Data extracts section start

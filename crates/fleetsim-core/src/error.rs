//! Error types for fleetsim-core

use thiserror::Error;

/// Core error types
#[derive(Debug, Error)]
pub enum CoreError {
    #[error("Invalid connection string: {0}")]
    InvalidConnectionString(String),

    #[error("Invalid device kind spec: {0}")]
    InvalidKindSpec(String),

    #[error("Unknown device kind: {0}")]
    UnknownKind(String),

    #[error("Serialization error: {0}")]
    Serialization(String),
}

/// Result type alias for core operations
pub type Result<T> = std::result::Result<T, CoreError>;

impl From<serde_json::Error> for CoreError {
    fn from(e: serde_json::Error) -> Self {
        CoreError::Serialization(e.to_string())
    }
}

Data extracts section end

→ Problem to work on
Copy each line, exactly, that falls between the line containing "#[derive(Debug, Error)]" and the end of the entries, both included.

→ Expected answer
#[derive(Debug, Error)]
pub enum CoreError {
    #[error("Invalid connection string: {0}")]
    InvalidConnectionString(String),

    #[error("Invalid device kind spec: {0}")]
    InvalidKindSpec(String),

    #[error("Unknown device kind: {0}")]
    UnknownKind(String),

    #[error("Serialization error: {0}")]
    Serialization(String),
}

/// Result type alias for core operations
pub type Result<T> = std::result::Result<T, CoreError>;

impl From<serde_json::Error> for CoreError {
    fn from(e: serde_json::Error) -> Self {
        CoreError::Serialization(e.to_string())
    }
}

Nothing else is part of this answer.